Lee is also a SPIA major and an international student. He was born in Seoul, Korea, but he moved to Toronto, Canada in 2015. His main goal is to institute a mentorship program between upperclassmen, graduate students, and professors. 

“The biggest thing that makes us nervous is that we don’t know what’s to come,” he said in an interview with the ‘Prince.’ “We need that insight from upperclassmen who have been in that position, whether that be course selection, extracurriculars, or anything like that.”

Abdella, a neuroscience major from North Bergen, N.J., said she decided to make student government her sole focus in regard to extracurriculars. She shared a host of propositions she hopes to implement as a 2026 class councilor. 

“I look forward to working with my peers and we had some aligning ideas,” Abdella said in an interview with the ‘Prince.’ “From a formal, which we already started talking about, to one of my ideas, which was having a senior assassin [type of game], but with snow.”

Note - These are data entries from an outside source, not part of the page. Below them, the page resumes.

/*!
# Strongly Connected Components

Tarjan's algorithm, run iteratively on an explicit call stack so that deep graphs cannot
overflow the native stack. [`StronglyConnectedComponents`] works on dense indices and
yields one component at a time; [`StronglyConnected`] is the entry point for
[`GraphView`]s.
*/

use std::iter::FusedIterator;

use tracing::debug;

use super::*;

/// Partitions a directed graph into its strongly connected components.
#[derive(Debug, Clone, Copy, Default)]
pub struct StronglyConnected;

impl StronglyConnected {
    pub fn new() -> Self {
        Self
    }

    /// Returns every strongly connected component as a list of identifiers.
    ///
    /// Every node appears in exactly one component. Components are emitted in reverse
    /// topological order of the condensation: a component is listed before every
    /// component that has an edge into it.
    ///
    /// # Errors
    /// [`AlgoError::InvalidArgument`] if the graph is undirected.
    pub fn find_components<G>(&self, graph: &G) -> Result<Vec<Vec<G::NodeId>>>
    where
        G: GraphView,
    {
        if !graph.is_directed() {
            return Err(AlgoError::requires_directed("Strongly connected components"));
        }

        let ag = AlgorithmGraph::new(graph, false);
        let components = StronglyConnectedComponents::new(&ag)
            .map(|component| ag.ids().ids_of(component))
            .collect_vec();

        debug!(
            nodes = ag.len(),
            components = components.len(),
            "strongly connected components found"
        );

        Ok(components)
    }
}

/// Implementation of Tarjan's Algorithm for Strongly Connected Components.
/// It is designed as an iterator that emits the nodes of one strongly connected component at a
/// time. The first node of each component is its root, i.e. the node of the component that
/// was discovered first. The components are emitted in the reverse topological order of the
/// SCCs (i.e. if each SCC were contracted into a single node).
pub struct StronglyConnectedComponents<'a, G>
where
    G: AdjacencyList,
{
    graph: &'a G,
    idx: Node,

    states: Vec<NodeState>,
    potentially_unvisited: usize,

    include_singletons: bool,

    path_stack: Vec<Node>,

    call_stack: Vec<StackFrame<'a>>,
}

impl<'a, G> StronglyConnectedComponents<'a, G>
where
    G: AdjacencyList,
{
    /// Construct the iterator for some graph
    pub fn new(graph: &'a G) -> Self {
        Self {
            graph,
            idx: 0,
            states: vec![Default::default(); graph.len()],
            potentially_unvisited: 0,

            include_singletons: true,

            path_stack: Vec::with_capacity(32),
            call_stack: Vec::with_capacity(32),
        }
    }

    /// Each node that is not part of a circle is returned as its own SCC.
    /// By setting `include = false`, those nodes are not returned.
    pub fn set_include_singletons(&mut self, include: bool) {
        self.include_singletons = include;
    }

    pub fn include_singletons(mut self, include: bool) -> Self {
        self.set_include_singletons(include);
        self
    }

    /// Like in a DFS computing a spanning forest, every node has to be visited once. Nodes
    /// reachable from earlier roots are covered by `search`; here we look for the next
    /// untouched node and start over from it.
    fn next_unvisited_node(&mut self) -> Option<Node> {
        while self.potentially_unvisited < self.graph.len() {
            if !self.states[self.potentially_unvisited].visited {
                let v = self.potentially_unvisited as Node;
                self.push_node(v, None);
                return Some(v);
            }

            self.potentially_unvisited += 1;
        }
        None
    }

    /// Put a pristine stack frame on the call stack, i.e. the first step of a recursive call.
    fn push_node(&mut self, node: Node, parent: Option<Node>) {
        self.call_stack.push(StackFrame {
            node,
            parent: parent.unwrap_or(node),
            initial_stack_len: 0,
            first_call: true,
            has_loop: false,
            neighbors: self.graph.neighbors_of(node),
            position: 0,
        });
    }

    fn search(&mut self) -> Option<Vec<Node>> {
        /*
        Tarjan's algorithm is usually stated recursively. We simulate the recursion with the
        explicit call stack `self.call_stack`: every frame stores its node and the position of
        the next neighbor to inspect. On the first visit a node receives the next DFS index and
        the same low-link. A "recursive call" pushes a frame and restarts the outer loop; once
        a frame has inspected all neighbors it is popped and its low-link is propagated to the
        parent frame. A node whose low-link equals its index is the root of a component, which
        consists of all nodes above it on `self.path_stack`.

        Since all state lives in `self`, we can return a component and resume later on.
        */

        'recurse: while let Some(frame) = self.call_stack.last_mut() {
            let v = frame.node;

            if frame.first_call {
                frame.first_call = false;
                frame.initial_stack_len = self.path_stack.len() as Node;

                self.states[v as usize].visit(self.idx);
                self.idx += 1;

                self.path_stack.push(v);
            }

            while let Some(&w) = frame.neighbors.get(frame.position) {
                frame.position += 1;

                let w_state = self.states[w as usize];
                frame.has_loop |= w == v;

                if !w_state.visited {
                    self.push_node(w, Some(v));
                    continue 'recurse;
                } else if w_state.on_stack {
                    self.states[v as usize].try_lower_link(w_state.index);
                }
            }

            let Some(frame) = self.call_stack.pop() else {
                break;
            };
            let state = self.states[v as usize];

            self.states[frame.parent as usize].try_lower_link(state.low_link);

            if state.is_root() {
                let start = frame.initial_stack_len as usize;

                if !self.include_singletons
                    && self.path_stack.len() == start + 1
                    && !frame.has_loop
                {
                    // singleton without self-loop: only undo the stack
                    self.states[v as usize].on_stack = false;
                    self.path_stack.pop();
                } else {
                    let component = self.path_stack.split_off(start);
                    for &w in &component {
                        self.states[w as usize].on_stack = false;
                    }

                    debug_assert_eq!(component.first(), Some(&v));

                    return Some(component);
                }
            }
        }

        None
    }
}

impl<G> Iterator for StronglyConnectedComponents<'_, G>
where
    G: AdjacencyList,
{
    type Item = Vec<Node>;

    /// Returns either a vector of node ids that form an SCC or None if no further SCC was found
    fn next(&mut self) -> Option<Self::Item> {
        loop {
            if let Some(x) = self.search() {
                return Some(x);
            }

            self.next_unvisited_node()?;
        }
    }
}

impl<G> FusedIterator for StronglyConnectedComponents<'_, G> where G: AdjacencyList {}

#[derive(Debug, Clone)]
struct StackFrame<'a> {
    node: Node,
    parent: Node,
    initial_stack_len: Node,
    first_call: bool,
    has_loop: bool,
    neighbors: &'a [Node],
    position: usize,
}

#[derive(Debug, Clone, Copy, Default)]
struct NodeState {
    visited: bool,
    on_stack: bool,
    index: Node,
    low_link: Node,
}

impl NodeState {
    fn visit(&mut self, u: Node) {
        debug_assert!(!self.visited);
        self.index = u;
        self.low_link = u;
        self.visited = true;
        self.on_stack = true;
    }

    fn try_lower_link(&mut self, l: Node) {
        self.low_link = self.low_link.min(l);
    }

    fn is_root(&self) -> bool {
        self.index == self.low_link
    }
}

/// Sorts the nodes in each component increasingly and then the components themselves lexicographically.
pub fn sort_components<T: Ord>(mut components: Vec<Vec<T>>) -> Vec<Vec<T>> {
    components.iter_mut().for_each(|comp| comp.sort_unstable());
    components.sort();
    components
}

She intends to raise school spirit on campus, specifically throughout the class of 2026.  

“The first [high school] I went to there was no school spirit. It was all academics, no sports, just studying,” she said. “School spirit just brings the class together.”

The turnout rate for this year’s election reached 54 percent with a total of 2,610 votes, a decrease of six percent from the election in 2025

USG posted complete results through the Office of the Dean of Undergraduate Students (ODUS).